I was here, now i'm there. You're not here so are yot there. Wait a moment I will go there

Now I'm here which was there a moment ago and first here. Strange a moment ago was there here and here there.

Reply to
Alexander

Of course you did. People are always mis-typing "magnetic" when they mean "gravitational." The conclusion was still wrong, either way.

Bob M.

Reply to
Bob Myers

Well I *almost* agree with you. To get a severe gradient, you do need to run a lot of current. But it still does *NOT* matter what is in contact with the outside surface. The internal gradient is a function of the heat generated per unit mass and the thermal conductivity of the material. Period. Nothing else.

The external medium will determine the exact temperature of the outer surface, and by virtue of the gradient for the specific material/power, the centerline temperature. But the shape and relative height of the gradient is irrespective of the external surface (as long as the thermal conductivity and heat produced are assumed constant).

For good thermal conductors such as copper or Al, the gradient is tiny unless you're working with extremely high powers. Poorer thermal conductors like iron or ceramic-like allows, the gradient can be higher.

daestrom

Reply to
daestrom

No, it is *not* for cylinders with only a central source. You jump to the wrong conclusion and stop reading without applying 'the little grey cells'.

It is for when the heat source is throughout the medium, just like a copper wire. Heat is generated in each unit cross-section of the wire. The heat in the central area must be conducted through the surrounding material. The surrounding material also generates heat which must also be conducted away. The further out from the center you get, the more and more heat must be conducted outward through the surrounding material. Hence a larger temperature gradient as you move from the center.

Maybe if you read through the whole explanation instead of just snipping it off, you'd learn something new. Maybe you should open up your mind a bit. Maybe you should study heat-transfer in a heat producing medium for a few years.

daestrom

Reply to
daestrom

To put it another way, if there is *any* heat generated in the central core of the wire, the only way it can be conducted to the surrounding material is if it is at a higher temperature than the surrounding material.

If the central core is *exactly* the same temperature as the surrounding material, then *ZERO* heat would be transferred by conduction away from the central core. And if heat is generated 'throughout the medium' (which it is), then the heat in the central core will raise the temperature of the central core. Now its temperature is higher than the surroundings and heat begins to conduct away from the central core.

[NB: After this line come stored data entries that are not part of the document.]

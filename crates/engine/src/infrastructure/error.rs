//! Configuration storage errors.

use std::path::PathBuf;

use thiserror::Error;

use crate::migration::MigrationError;

/// Failure while reading, writing or migrating the configuration file.
#[derive(Debug, Error)]
pub enum ConfigError {
    #[error("Failed to read config file {path}: {source}")]
    Read {
        path: PathBuf,
        #[source]
        source: std::io::Error,
    },

    #[error("Failed to write config file {path}: {source}")]
    Write {
        path: PathBuf,
        #[source]
        source: std::io::Error,
    },

    #[error("Malformed config file {path}: {source}")]
    Parse {
        path: PathBuf,
        #[source]
        source: serde_json::Error,
    },

    #[error("Failed to serialize configuration: {0}")]
    Serialize(#[from] serde_json::Error),

    #[error("Configuration migration failed: {0}")]
    Migration(#[from] MigrationError),
}

impl ConfigError {
    /// Migration failures are the only config errors that must stop the
    /// caller from trusting the file; everything else degrades to defaults.
    pub fn is_migration_failure(&self) -> bool {
        matches!(self, Self::Migration(_))
    }
}
//! Module system: lifecycle contract, factory registry, dependency
//! resolution and the two loaders.

pub mod builtin;
pub mod contract;
pub mod enhanced;
pub mod error;
pub mod loader;
pub mod registry;
pub mod resolver;
pub mod services;

pub use builtin::{register_builtin_modules, TurtleEntityType};
pub use contract::{AethelonModule, InjectableModule, Lifecycle, ModuleInstance, ModuleKind};
pub use enhanced::EnhancedModuleLoader;
pub use error::ModuleError;
pub use loader::{
    BlockedModule, FailedModule, LoadReport, ModuleLoader, SkipReason, SkippedModule,
};
pub use registry::{ModuleContext, ModuleFactory, ModuleRegistry};
pub use resolver::{resolve, Resolution, StuckModule};
pub use services::{ServiceKey, ServiceRegistry};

Often called the 'zeroth law of thermodynamics', no net heat is transferred without a temperature difference.

daestrom

Reply to
daestrom

Sure it does. If you run a copper wire in air, and dump in enough current to produce a decent radial gradient, it will vaporize. You'd have to water cool it (boiling water is ideal) to sustain the power levels necessary for a non-trivial gradient.

Copper conducts heat about 12,000 times as well as air, and there's a lot more air available than copper in most situations. So, very roughly, a 1mm copper wire surrounded by a 10 mm air gap, with enough current flowing to create a 1 deg C internal gradient, will have a surface temp of 120,000 C.

Not once it's gaseous.

Thermal conductivity is itself a function of temperature, so the gradient does depend mildly on the absolute temperature of the whole rig. Especially after the copper melts.

John

Reply to
John Larkin

On Fri, 05 Aug 2005 18:26:03 GMT, "Bob Myers" Gave us:

Even after I admit I was wrong, you are still an asshole. Fuck you.... Bob. Like I said, I likely knew about Io long before you did. ALL about it.

Reply to
TokaMundo

Reply to
John Fields

Which leads into some interesting stuff about thermal conductivity integrals and Richard Garwin.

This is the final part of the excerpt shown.